The Health Department investigation found that Cole's weight dropped from 154.6 pounds when he entered the home to 134 pounds two days before he was sent to the hospital. The staff noted that he often refused to eat or take medications, and ate nothing at 15 of 24 meals during that time. The home's dietary manager recommended he be given a nutritional supplement three times a day, but it was never ordered.

On Dec. 27, 2006, the staff sent a fax to Cole's doctor noting that he was refusing medications, becoming combative and "not eating much," but did not mention the weight loss, the Health Department found.

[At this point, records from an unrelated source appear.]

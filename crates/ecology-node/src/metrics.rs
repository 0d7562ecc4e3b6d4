//! Metrics collection and export for an ecology node.
//!
//! Uses the `metrics` crate for instrumentation and exports
//! to Prometheus format.

use metrics::{counter, gauge};
use metrics_exporter_prometheus::PrometheusBuilder;
use std::net::SocketAddr;
use tracing::info;

/// Metric names.
pub mod names {
    pub const EVENTS_TOTAL: &str = "ecology_events_total";
    pub const DATA_CHANGES_TOTAL: &str = "ecology_data_changes_total";
    pub const DATA_KEYS: &str = "ecology_data_keys";
    pub const CONNECTORS_ACTIVE: &str = "ecology_connectors_active";
    pub const CONNECTORS_TOTAL: &str = "ecology_connectors_total";
    pub const ERRORS_TOTAL: &str = "ecology_errors_total";
}

/// Initialize the metrics system.
pub fn init_metrics() {
    metrics::describe_counter!(names::EVENTS_TOTAL, "Room events delivered on this device");
    metrics::describe_counter!(
        names::DATA_CHANGES_TOTAL,
        "Data store changes applied on this device"
    );
    metrics::describe_gauge!(names::DATA_KEYS, "Keys currently held in the data store");
    metrics::describe_gauge!(
        names::CONNECTORS_ACTIVE,
        "Connectors currently connected"
    );
    metrics::describe_gauge!(names::CONNECTORS_TOTAL, "Connectors configured");
    metrics::describe_counter!(names::ERRORS_TOTAL, "Total number of errors");

    info!("Metrics initialized");
}

/// Start the Prometheus metrics server.
///
/// # Errors
///
/// Returns an error if the server cannot be started.
pub fn start_metrics_server(port: u16) -> Result<(), Box<dyn std::error::Error>> {
    let addr: SocketAddr = format!("0.0.0.0:{}", port).parse()?;

    PrometheusBuilder::new()
        .with_http_listener(addr)
        .install()?;

    info!("Metrics server listening on {}", addr);
    Ok(())
}

/// Record a delivered room event.
pub fn record_event(room: &str, event_type: &str) {
    counter!(
        names::EVENTS_TOTAL,
        "room" => room.to_string(),
        "event" => event_type.to_string()
    )
    .increment(1);
}

/// Record a data change. `deleted` is true when the key was removed.
pub fn record_data_change(deleted: bool) {
    let op = if deleted { "delete" } else { "set" };
    counter!(names::DATA_CHANGES_TOTAL, "op" => op).increment(1);
}

/// Update connector and store gauges.
pub fn set_node_state(connected: usize, configured: usize, keys: usize) {
    gauge!(names::CONNECTORS_ACTIVE).set(connected as f64);
    gauge!(names::CONNECTORS_TOTAL).set(configured as f64);
    gauge!(names::DATA_KEYS).set(keys as f64);
}

/// Record an error.
pub fn record_error(error_type: &str) {
    counter!(names::ERRORS_TOTAL, "type" => error_type.to_string()).increment(1);
}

Two days later, Cole was sent to the hospital and diagnosed with severe dehydration, renal failure, pneumonia and colitis. He was discharged to a different nursing home for hospice care on Jan. 10, 2007, and died 11 days later.

In a separate incident at the home two weeks after Cole was taken to the hospital, another male resident's lower leg was amputated after an improperly treated skin tear on the bottom of his foot turned gangrenous. The Health Department found the home responsible for neglect, but did not issue any citations because the home initiated new wound-care procedures and retrained the staff.

The home also was cited in 2005 for not giving a woman rehab therapy during her one-week stay after arm surgery.